Four innovative exhibitions dominate the new season at the Mount Holyoke College Art Museum (MHCAM). Featuring works in three galleries ranging from contemporary sculpture and relief artists, to Ancient Mesoamerican ceramics in a fourth, the exhibitions present an unique opportunity for viewers to see some of the works in the collection that are either newly acquired or rarely on view.

Celebrating its recent acquisition of the complete 15-image suite of prints, MHCAM is pleased to present:

Kara Walker: Harper’s Pictorial History of the Civil War (Annotated): August 31–December 23, 2012
Throughout her career, Kara Walker has combined exquisite technique with biting social commentary. Her large-scale print suite Harper’s Pictorial History of the Civil War (Annotated) is considered by many to be her quintessential work in a multiple format and among the most important works in her oeuvre to date. In it she juxtaposes Harper’s version of the American Civil War with images of her own that question the notion that slavery ended with the war. Her works insist that we reconsider the semi-official narrative and the true plight of both African Americans and women during the war and beyond—an insistence that asserts the continuing centrality of race in our nation.

Beautifully drawn, and printed with rare skill, Walker’s prints vacillate between sumptuousness and fury.

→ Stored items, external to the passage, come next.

use crate::{
    error::{iso8601::Error as E, Error, ErrorContext},
    fmt::Parsed,
    util::escape,
    Duration, Unit,
};

/// A parser for ISO 8601 durations.
///
/// There are currently no configuration options for this parser. It exists
/// so that a parser can be stored and reused, and so that options can be
/// added later without breaking anything.
///
/// # Example
///
/// ```
/// use isoduration::{fmt::iso8601::DurationParser, Duration};
///
/// static PARSER: DurationParser = DurationParser::new();
///
/// let dur = PARSER.parse_duration("P1MT1M")?;
/// assert_eq!(dur, Duration::new().months(1.0).minutes(1.0));
///
/// # Ok::<(), Box<dyn std::error::Error>>(())
/// ```
#[derive(Clone, Debug)]
pub struct DurationParser {
    _priv: (),
}

impl DurationParser {
    /// Create a new ISO 8601 duration parser with the default configuration.
    #[inline]
    pub const fn new() -> DurationParser {
        DurationParser { _priv: () }
    }

    /// Parse an ISO 8601 duration from the given input.
    ///
    /// The whole input must be a duration. Leading or trailing whitespace
    /// is not allowed.
    ///
    /// The duration returned remembers `input`, and prints it verbatim until
    /// it is changed.
    ///
    /// # Errors
    ///
    /// This returns an error on the first violation of the grammar that is
    /// found. There is no attempt at recovery.
    ///
    /// # Example
    ///
    /// ```
    /// use isoduration::{fmt::iso8601::DurationParser, ErrorKind};
    ///
    /// let parser = DurationParser::new();
    ///
    /// let dur = parser.parse_duration("PT2.5S")?;
    /// assert_eq!(dur.get_seconds(), 2.5);
    ///
    /// let err = parser.parse_duration("P1.2.3Y").unwrap_err();
    /// assert_eq!(err.kind(), ErrorKind::InvalidNumber);
    ///
    /// let err = parser.parse_duration("P-T0S").unwrap_err();
    /// assert_eq!(err.kind(), ErrorKind::UnexpectedInput);
    ///
    /// # Ok::<(), Box<dyn std::error::Error>>(())
    /// ```
    pub fn parse_duration<I: AsRef<[u8]>>(
        &self,
        input: I,
    ) -> Result<Duration, Error> {
        let input = input.as_ref();
        let dur = self.parse_to_duration(input).with_context(|| {
            format!(
                "failed to parse {input:?} as an ISO 8601 duration",
                input = escape::Bytes(input),
            )
        })?;
        trace!(
            "parsed {input:?} as ISO 8601 duration {dur:?}",
            input = escape::Bytes(input),
        );
        Ok(dur)
    }

    #[inline(always)]
    fn parse_to_duration(&self, input: &[u8]) -> Result<Duration, Error> {
        if input.is_empty() {
            return Err(Error::from(E::Empty));
        }
        let Parsed { value: negative, input: rest } = self.parse_sign(input);
        let Parsed { input: rest, .. } =
            self.parse_duration_designator(rest)?;

        let mut dur = Duration::new();
        self.parse_units(rest, &mut dur)?;
        dur.set_negative(negative);
        // Only ASCII makes it through a successful parse, so this is never
        // lossy.
        dur.set_original(String::from_utf8_lossy(input).into());
        Ok(dur)
    }

    /// Parses everything after the leading `P` into the duration given.
    ///
    /// This is a single pass over the input. Digits and `.` are collected
    /// into a number that is closed by the next unit designator. The unit a
    /// designator refers to is decided by whether `T` has been seen yet,
    /// which is what makes `M` mean months before `T` and minutes after it.
    ///
    /// All of the input must be consumed.
    fn parse_units(
        &self,
        input: &[u8],
        dur: &mut Duration,
    ) -> Result<(), Error> {
        let mut part = Part::Period;
        let mut seen = [false; 7];
        // The start of the current number. When this is equal to the
        // current position, there is no number in progress.
        let mut start = 0;
        for (i, &byte) in input.iter().enumerate() {
            match byte {
                b'0'..=b'9' | b'.' => continue,
                b'T' => {
                    if start < i {
                        return Err(Error::from(E::NumberBeforeTimeDesignator));
                    }
                    part = Part::Time;
                }
                b'P' => {
                    return Err(Error::from(E::RepeatedDurationDesignator));
                }
                b'-' => return Err(Error::from(E::MisplacedSign)),
                _ => {
                    let Some(unit) = self.parse_unit_designator(part, byte)?
                    else {
                        return Err(Error::from(E::UnexpectedByte { byte }));
                    };
                    if core::mem::replace(&mut seen[unit as usize], true) {
                        return Err(Error::from(E::RepeatedUnit { unit }));
                    }
                    let value = self.parse_unit_value(unit, &input[start..i])?;
                    dur.set_unit(unit, value);
                }
            }
            start = i + 1;
        }
        if start < input.len() {
            return Err(Error::from(E::NumberWithoutDesignator));
        }
        Ok(())
    }

    /// Parses the number preceding a unit designator.
    ///
    /// The given digits are guaranteed to contain only ASCII digits and `.`,
    /// but may be empty or contain more than one `.`.
    #[inline(always)]
    fn parse_unit_value(
        &self,
        unit: Unit,
        digits: &[u8],
    ) -> Result<f64, Error> {
        if digits.is_empty() {
            return Err(Error::from(E::MissingNumber { unit }));
        }
        let value = core::str::from_utf8(digits)
            .ok()
            .and_then(|digits| digits.parse::<f64>().ok());
        let Some(value) = value else {
            let digits = Box::from(digits);
            return Err(Error::from(E::InvalidNumber { unit, digits }));
        };
        // Parsing a float never fails because a number is too big. Instead,
        // it returns infinity.
        if !value.is_finite() {
            return Err(Error::from(E::NumberTooBig { unit }));
        }
        Ok(value)
    }

    /// Maps a unit designator to its unit, given the part of the duration
    /// it appears in.
    ///
    /// If the byte isn't a designator at all, then `None` is returned. If it
    /// is a designator but for the other part of the duration, then an error
    /// is returned.
    #[inline(always)]
    fn parse_unit_designator(
        &self,
        part: Part,
        byte: u8,
    ) -> Result<Option<Unit>, Error> {
        let unit = match (byte, part) {
            (b'Y', _) => Unit::Year,
            (b'M', Part::Period) => Unit::Month,
            (b'W', _) => Unit::Week,
            (b'D', _) => Unit::Day,
            (b'H', _) => Unit::Hour,
            (b'M', Part::Time) => Unit::Minute,
            (b'S', _) => Unit::Second,
            _ => return Ok(None),
        };
        match part {
            Part::Period if unit.is_time() => {
                Err(Error::from(E::TimeUnitInPeriod { unit }))
            }
            Part::Time if !unit.is_time() => {
                Err(Error::from(E::PeriodUnitInTime { unit }))
            }
            _ => Ok(Some(unit)),
        }
    }

    /// Parses the `P` that every duration must begin with, after its
    /// optional sign.
    #[inline(always)]
    fn parse_duration_designator<'i>(
        &self,
        input: &'i [u8],
    ) -> Result<Parsed<'i, ()>, Error> {
        let Some((&first, tail)) = input.split_first() else {
            return Err(Error::from(E::ExpectedDurationDesignator {
                found: None,
            }));
        };
        match first {
            b'P' => Ok(Parsed { value: (), input: tail }),
            // The sign has already been stripped, so this is a second one.
            b'-' => Err(Error::from(E::MisplacedSign)),
            _ => Err(Error::from(E::ExpectedDurationDesignator {
                found: Some(first),
            })),
        }
    }

    /// Parses an optional `-` sign. Returns true when one was found.
    #[inline(always)]
    fn parse_sign<'i>(&self, input: &'i [u8]) -> Parsed<'i, bool> {
        match input.split_first() {
            Some((&b'-', tail)) => Parsed { value: true, input: tail },
            _ => Parsed { value: false, input },
        }
    }
}

impl Default for DurationParser {
    fn default() -> DurationParser {
        DurationParser::new()
    }
}

/// The part of a duration that the parser is in.
///
/// This determines which unit designators are allowed, and which unit `M`
/// refers to.
#[derive(Clone, Copy, Debug, Eq, PartialEq)]
enum Part {
    /// Before `T`. Years, months, weeks and days.
    Period,
    /// After `T`. Hours, minutes and seconds.
    Time,
}
// Not every level is used, and none are when `logging` is disabled.
#![allow(unused_macros)]

macro_rules! log {
    ($($tt:tt)*) => {
        #[cfg(feature = "logging")]
        {
            $($tt)*
        }
    }
}

macro_rules! error {
    ($($tt:tt)*) => { log!(log::error!($($tt)*)) }
}

macro_rules! warn {
    ($($tt:tt)*) => { log!(log::warn!($($tt)*)) }
}

macro_rules! debug {
    ($($tt:tt)*) => { log!(log::debug!($($tt)*)) }
}

macro_rules! trace {
    ($($tt:tt)*) => { log!(log::trace!($($tt)*)) }
}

Images originally published as wood engravings are enlarged through lithography and become backdrops for Walker’s signature silhouettes executed in silk screen. The portfolio was printed at the renowned LeRoy Neiman Center for Print Studies in New York.

First published by Alfred H. Guernsey and Henry Mills Alden in 1866 after the war had ended, the original two-volume anthology, Harper’s Pictorial History of the Civil War, is a collection of images and essays intended by the editors to illustrate the history of the great conflict.

Walker's education includes an MFA from the Rhode Island School of Design in Painting/Printmaking, and a BFA in Painting/Printmaking at the Atlanta College of Art. When she received the MacArthur Award in 1997 (three years after completing her MFA) she was one of the youngest recipients to date. She represented the United States at the Bienal de São Paulo in 2002 and has had numerous one-person exhibitions including a full
survey at the Walker Art Center in 2007. 

African American Artists and the Experimental Printmaking Institute: The Janet Hickey Tague ’66 Collection
August 1–December 23, 2012

This exhibition features a selection of outstanding works on paper by prominent African American artists, all produced at the acclaimed Experimental Printmaking Institute (EPI) at Lafayette College in Easton, Pennsylvania. On view are a range of printmaking processes including serigraphs, relief prints, color etchings, and lithographs by eight internationally renowned artists: Emma Amos, David C. Driskell, Melvin Edwards, Sam Gilliam, Robin Holder, Joseph Holston, Curlee Raven Holton, and Faith Ringgold. 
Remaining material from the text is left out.